Why Spokane? Your questions about the coronavirus, answered
SPOKANE, Wash. — The transfer of four coronavirus patients to Sacred Heart had many Spokane people fearing for their own safety on Thursday.
Hundreds of people commented on the 4 news Now Facebook page, voicing concern.
Below are your most common frustrations, and the facts to answer them.
Q: So, why Spokane?
Sacred Heart Medical Center is one of 10 hospitals in the country equipped with a Special Pathogens Unit.
Remember the Ebola outbreak in 2014? Congress gave funding to help prepare our hospitals to fight back against extremely contagious diseases.
Sacred Heart applied for that funding and was awarded $2.1 million to build the unit, train staff, and run ongoing drills.

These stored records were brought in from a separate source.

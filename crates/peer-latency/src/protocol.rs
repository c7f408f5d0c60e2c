//! Wire formats for latency measurement
//!
//! Two JSON protocols are spoken:
//! - Signaling envelopes on the shared relay socket:
//!   `{"type":"peer-latency-offer","measurementId":..,"to":..,"from":..,"offer":{..}}`
//! - Probe frames on the ephemeral data channel:
//!   `{"type":"latency-ping","seq":1,"time":12.5}`, `latency-pong`, `latency-complete`
//!
//! Field names follow the browser `RTCSessionDescriptionInit` and
//! `RTCIceCandidateInit` shapes so both ends can be JS or Rust clients.

use serde::{Deserialize, Serialize};
use std::fmt;
use thiserror::Error;

use crate::types::SessionId;

pub const MSG_TYPE_OFFER: &str = "peer-latency-offer";
pub const MSG_TYPE_ANSWER: &str = "peer-latency-answer";
pub const MSG_TYPE_CANDIDATE: &str = "peer-latency-candidate";
pub const MSG_TYPE_DECLINE: &str = "peer-latency-decline";

const SIGNAL_TYPES: [&str; 4] = [
    MSG_TYPE_OFFER,
    MSG_TYPE_ANSWER,
    MSG_TYPE_CANDIDATE,
    MSG_TYPE_DECLINE,
];

#[derive(Debug, Error)]
pub enum ProtocolError {
    #[error("JSON error: {0}")]
    Json(#[from] serde_json::Error),
}

/// SDP type of a session description
#[derive(Debug, Clone, Copy, PartialEq, Eq, Serialize, Deserialize)]
#[serde(rename_all = "lowercase")]
pub enum SdpKind {
    Offer,
    Answer,
    Pranswer,
    Rollback,
}

/// Connection-setup description exchanged via signaling
#[derive(Debug, Clone, PartialEq, Eq, Serialize, Deserialize)]
pub struct SessionDescription {
    #[serde(rename = "type")]
    pub kind: SdpKind,
    pub sdp: String,
}

impl SessionDescription {
    pub fn offer(sdp: impl Into<String>) -> Self {
        Self {
            kind: SdpKind::Offer,
            sdp: sdp.into(),
        }
    }

    pub fn answer(sdp: impl Into<String>) -> Self {
        Self {
            kind: SdpKind::Answer,
            sdp: sdp.into(),
        }
    }
}

/// Network path hint discovered by ICE
#[derive(Debug, Clone, PartialEq, Eq, Serialize, Deserialize)]
pub struct IceCandidate {
    pub candidate: String,
    #[serde(rename = "sdpMid", default, skip_serializing_if = "Option::is_none")]
    pub sdp_mid: Option<String>,
    #[serde(rename = "sdpMLineIndex", default, skip_serializing_if = "Option::is_none")]
    pub sdp_m_line_index: Option<u16>,
    #[serde(rename = "usernameFragment", default, skip_serializing_if = "Option::is_none")]
    pub username_fragment: Option<String>,
}

impl IceCandidate {
    pub fn new(candidate: impl Into<String>) -> Self {
        Self {
            candidate: candidate.into(),
            sdp_mid: None,
            sdp_m_line_index: None,
            username_fragment: None,
        }
    }
}

/// Why a responder refused an offer
#[derive(Debug, Clone, PartialEq, Eq, Serialize, Deserialize)]
#[serde(from = "String", into = "String")]
pub enum DeclineReason {
    /// Responder is in a live match
    Busy,
    /// Responder already answers its maximum of inbound sessions
    AtCapacity,
    /// Responder could not build an answer
    AnswerError,
    Other(String),
}

impl DeclineReason {
    pub fn as_str(&self) -> &str {
        match self {
            DeclineReason::Busy => "busy",
            DeclineReason::AtCapacity => "at-capacity",
            DeclineReason::AnswerError => "answer-error",
            DeclineReason::Other(s) => s,
        }
    }
}

impl From<String> for DeclineReason {
    fn from(s: String) -> Self {
        match s.as_str() {
            "busy" => DeclineReason::Busy,
            "at-capacity" => DeclineReason::AtCapacity,
            "answer-error" => DeclineReason::AnswerError,
            _ => DeclineReason::Other(s),
        }
    }
}

impl From<DeclineReason> for String {
    fn from(r: DeclineReason) -> Self {
        r.as_str().to_string()
    }
}

impl fmt::Display for DeclineReason {
    fn fmt(&self, f: &mut fmt::Formatter<'_>) -> fmt::Result {
        f.write_str(self.as_str())
    }
}

/// Addressing shared by every outgoing envelope
#[derive(Debug, Clone, PartialEq, Eq)]
pub struct Route {
    pub measurement_id: SessionId,
    pub to: String,
    pub from: String,
}

/// Signaling envelope on the shared relay socket
///
/// Every field is optional on the wire; handlers drop envelopes that lack
/// what they need instead of failing.
#[derive(Debug, Clone, PartialEq, Serialize, Deserialize)]
#[serde(tag = "type")]
pub enum SignalEnvelope {
    #[serde(rename = "peer-latency-offer")]
    Offer {
        #[serde(rename = "measurementId", default, skip_serializing_if = "Option::is_none")]
        measurement_id: Option<SessionId>,
        #[serde(default, skip_serializing_if = "Option::is_none")]
        to: Option<String>,
        #[serde(default, skip_serializing_if = "Option::is_none")]
        from: Option<String>,
        #[serde(default, skip_serializing_if = "Option::is_none")]
        offer: Option<SessionDescription>,
    },

    #[serde(rename = "peer-latency-answer")]
    Answer {
        #[serde(rename = "measurementId", default, skip_serializing_if = "Option::is_none")]
        measurement_id: Option<SessionId>,
        #[serde(default, skip_serializing_if = "Option::is_none")]
        to: Option<String>,
        #[serde(default, skip_serializing_if = "Option::is_none")]
        from: Option<String>,
        #[serde(default, skip_serializing_if = "Option::is_none")]
        answer: Option<SessionDescription>,
    },

    #[serde(rename = "peer-latency-candidate")]
    Candidate {
        #[serde(rename = "measurementId", default, skip_serializing_if = "Option::is_none")]
        measurement_id: Option<SessionId>,
        #[serde(default, skip_serializing_if = "Option::is_none")]
        to: Option<String>,
        #[serde(default, skip_serializing_if = "Option::is_none")]
        from: Option<String>,
        #[serde(default, skip_serializing_if = "Option::is_none")]
        candidate: Option<IceCandidate>,
    },

    #[serde(rename = "peer-latency-decline")]
    Decline {
        #[serde(rename = "measurementId", default, skip_serializing_if = "Option::is_none")]
        measurement_id: Option<SessionId>,
        #[serde(default, skip_serializing_if = "Option::is_none")]
        to: Option<String>,
        #[serde(default, skip_serializing_if = "Option::is_none")]
        from: Option<String>,
        #[serde(default, skip_serializing_if = "Option::is_none")]
        reason: Option<DeclineReason>,
    },
}

impl SignalEnvelope {
    pub fn offer(route: Route, offer: SessionDescription) -> Self {
        SignalEnvelope::Offer {
            measurement_id: Some(route.measurement_id),
            to: Some(route.to),
            from: Some(route.from),
            offer: Some(offer),
        }
    }

    pub fn answer(route: Route, answer: SessionDescription) -> Self {
        SignalEnvelope::Answer {
            measurement_id: Some(route.measurement_id),
            to: Some(route.to),
            from: Some(route.from),
            answer: Some(answer),
        }
    }

    pub fn candidate(route: Route, candidate: IceCandidate) -> Self {
        SignalEnvelope::Candidate {
            measurement_id: Some(route.measurement_id),
            to: Some(route.to),
            from: Some(route.from),
            candidate: Some(candidate),
        }
    }

    pub fn decline(route: Route, reason: DeclineReason) -> Self {
        SignalEnvelope::Decline {
            measurement_id: Some(route.measurement_id),
            to: Some(route.to),
            from: Some(route.from),
            reason: Some(reason),
        }
    }

    /// Parse a raw relay frame
    ///
    /// Returns `Ok(None)` when the frame is a JSON object of some other
    /// message type, so the host can route it elsewhere.
    pub fn from_json(raw: &str) -> Result<Option<Self>, ProtocolError> {
        let value: serde_json::Value = serde_json::from_str(raw)?;
        let known = value
            .get("type")
            .and_then(|t| t.as_str())
            .map(|t| SIGNAL_TYPES.contains(&t))
            .unwrap_or(false);
        if !known {
            return Ok(None);
        }
        Ok(Some(serde_json::from_value(value)?))
    }

    pub fn to_json(&self) -> Result<String, ProtocolError> {
        Ok(serde_json::to_string(self)?)
    }

    /// Wire name of this envelope's type
    pub fn msg_type(&self) -> &'static str {
        match self {
            SignalEnvelope::Offer { .. } => MSG_TYPE_OFFER,
            SignalEnvelope::Answer { .. } => MSG_TYPE_ANSWER,
            SignalEnvelope::Candidate { .. } => MSG_TYPE_CANDIDATE,
            SignalEnvelope::Decline { .. } => MSG_TYPE_DECLINE,
        }
    }

    pub fn measurement_id(&self) -> Option<&SessionId> {
        match self {
            SignalEnvelope::Offer { measurement_id, .. }
            | SignalEnvelope::Answer { measurement_id, .. }
            | SignalEnvelope::Candidate { measurement_id, .. }
            | SignalEnvelope::Decline { measurement_id, .. } => measurement_id.as_ref(),
        }
    }

    pub fn to_uid(&self) -> Option<&str> {
        match self {
            SignalEnvelope::Offer { to, .. }
            | SignalEnvelope::Answer { to, .. }
            | SignalEnvelope::Candidate { to, .. }
            | SignalEnvelope::Decline { to, .. } => to.as_deref(),
        }
    }

    pub fn from_uid(&self) -> Option<&str> {
        match self {
            SignalEnvelope::Offer { from, .. }
            | SignalEnvelope::Answer { from, .. }
            | SignalEnvelope::Candidate { from, .. }
            | SignalEnvelope::Decline { from, .. } => from.as_deref(),
        }
    }

    /// Check if this envelope is addressed to a peer (unaddressed counts)
    pub fn is_for(&self, uid: &str) -> bool {
        self.to_uid().map(|to| to == uid).unwrap_or(true)
    }
}

/// Frames exchanged on the probe channel
#[derive(Debug, Clone, PartialEq, Serialize, Deserialize)]
#[serde(tag = "type")]
pub enum ProbeMessage {
    #[serde(rename = "latency-ping")]
    Ping { seq: u32, time: f64 },

    /// Echo of a ping; `time` is copied back unchanged
    #[serde(rename = "latency-pong")]
    Pong {
        seq: u32,
        #[serde(default)]
        time: f64,
    },

    /// Initiator is done; responder tears down
    #[serde(rename = "latency-complete")]
    Complete,
}

impl ProbeMessage {
    pub fn encode(&self) -> Result<String, ProtocolError> {
        Ok(serde_json::to_string(self)?)
    }

    /// Parse a probe frame, `None` for anything we don't understand
    pub fn parse(text: &str) -> Option<Self> {
        serde_json::from_str(text).ok()
    }
}

#[cfg(test)]
mod tests {
    use super::*;

    fn route() -> Route {
        Route {
            measurement_id: SessionId::from("a-b-1"),
            to: "b".to_string(),
            from: "a".to_string(),
        }
    }

    #[test]
    fn test_offer_wire_shape() {
        let env = SignalEnvelope::offer(route(), SessionDescription::offer("v=0"));
        let json: serde_json::Value = serde_json::from_str(&env.to_json().unwrap()).unwrap();
        assert_eq!(json["type"], "peer-latency-offer");
        assert_eq!(json["measurementId"], "a-b-1");
        assert_eq!(json["to"], "b");
        assert_eq!(json["from"], "a");
        assert_eq!(json["offer"]["type"], "offer");
        assert_eq!(json["offer"]["sdp"], "v=0");
    }

    #[test]
    fn test_parse_browser_candidate() {
        let raw = r#"{
            "type": "peer-latency-candidate",
            "measurementId": "a-b-1",
            "to": "b",
            "from": "a",
            "candidate": {
                "candidate": "candidate:1 1 udp 2122260223 10.0.0.2 54321 typ host",
                "sdpMid": "0",
                "sdpMLineIndex": 0,
                "usernameFragment": "abcd"
            }
        }"#;
        let env = SignalEnvelope::from_json(raw).unwrap().unwrap();
        match env {
            SignalEnvelope::Candidate { candidate, .. } => {
                let c = candidate.unwrap();
                assert_eq!(c.sdp_mid.as_deref(), Some("0"));
                assert_eq!(c.sdp_m_line_index, Some(0));
                assert_eq!(c.username_fragment.as_deref(), Some("abcd"));
            }
            other => panic!("unexpected envelope {:?}", other),
        }
    }

    #[test]
    fn test_unknown_type_is_unhandled() {
        let raw = r#"{"type":"webrtc-ping-offer","from":"x"}"#;
        assert!(SignalEnvelope::from_json(raw).unwrap().is_none());

        let raw = r#"{"from":"x"}"#;
        assert!(SignalEnvelope::from_json(raw).unwrap().is_none());
    }

    #[test]
    fn test_malformed_json_is_error() {
        assert!(SignalEnvelope::from_json("{not json").is_err());
    }

    #[test]
    fn test_missing_fields_still_parse() {
        let env = SignalEnvelope::from_json(r#"{"type":"peer-latency-decline"}"#)
            .unwrap()
            .unwrap();
        assert_eq!(env.msg_type(), MSG_TYPE_DECLINE);
        assert!(env.measurement_id().is_none());
        assert!(env.is_for("anyone"));
    }

    #[test]
    fn test_decline_reason_tags() {
        let env = SignalEnvelope::decline(route(), DeclineReason::AtCapacity);
        let json = env.to_json().unwrap();
        assert!(json.contains("\"reason\":\"at-capacity\""));

        let parsed = SignalEnvelope::from_json(
            r#"{"type":"peer-latency-decline","measurementId":"m","reason":"shutting-down"}"#,
        )
        .unwrap()
        .unwrap();
        match parsed {
            SignalEnvelope::Decline { reason, .. } => {
                assert_eq!(reason, Some(DeclineReason::Other("shutting-down".to_string())));
            }
            other => panic!("unexpected envelope {:?}", other),
        }
    }

    #[test]
    fn test_probe_frames() {
        let ping = ProbeMessage::Ping { seq: 3, time: 12.5 };
        assert_eq!(
            ping.encode().unwrap(),
            r#"{"type":"latency-ping","seq":3,"time":12.5}"#
        );
        assert_eq!(
            ProbeMessage::Complete.encode().unwrap(),
            r#"{"type":"latency-complete"}"#
        );
        assert_eq!(
            ProbeMessage::parse(r#"{"type":"latency-pong","seq":3,"time":12.5}"#),
            Some(ProbeMessage::Pong { seq: 3, time: 12.5 })
        );
        assert_eq!(ProbeMessage::parse(r#"{"type":"latency-pong"}"#), None);
        assert_eq!(ProbeMessage::parse("garbage"), None);
    }
}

Q: Why can’t these patients go to other hospitals?
Think about it like this: If someone from the Inland Northwest is severely burned, we send them to Harborview, which has a regional burn center.
The Spokane Pathogen Unit was designed specifically for unique diseases like the coronavirus.
Another center in Omaha, Nebraska, is currently treating patients, too.
Q: Can the virus get out of Sacred Heart and into the community?
Health officials say the risk of the illness spreading to the public remains low.
The patients being cared for at Sacred Heart are completely isolated, and hospital staff working with them have trained for instances like this.
Your best bet is to protect yourself.
You can do so by avoiding close contact with people who are sick. Avoid touching your eyes, nose and mouth.
Lastly, make sure to wash your hands!
Bottom line? Health officials say your risk of getting the coronavirus is no greater than it was before the patients arrived.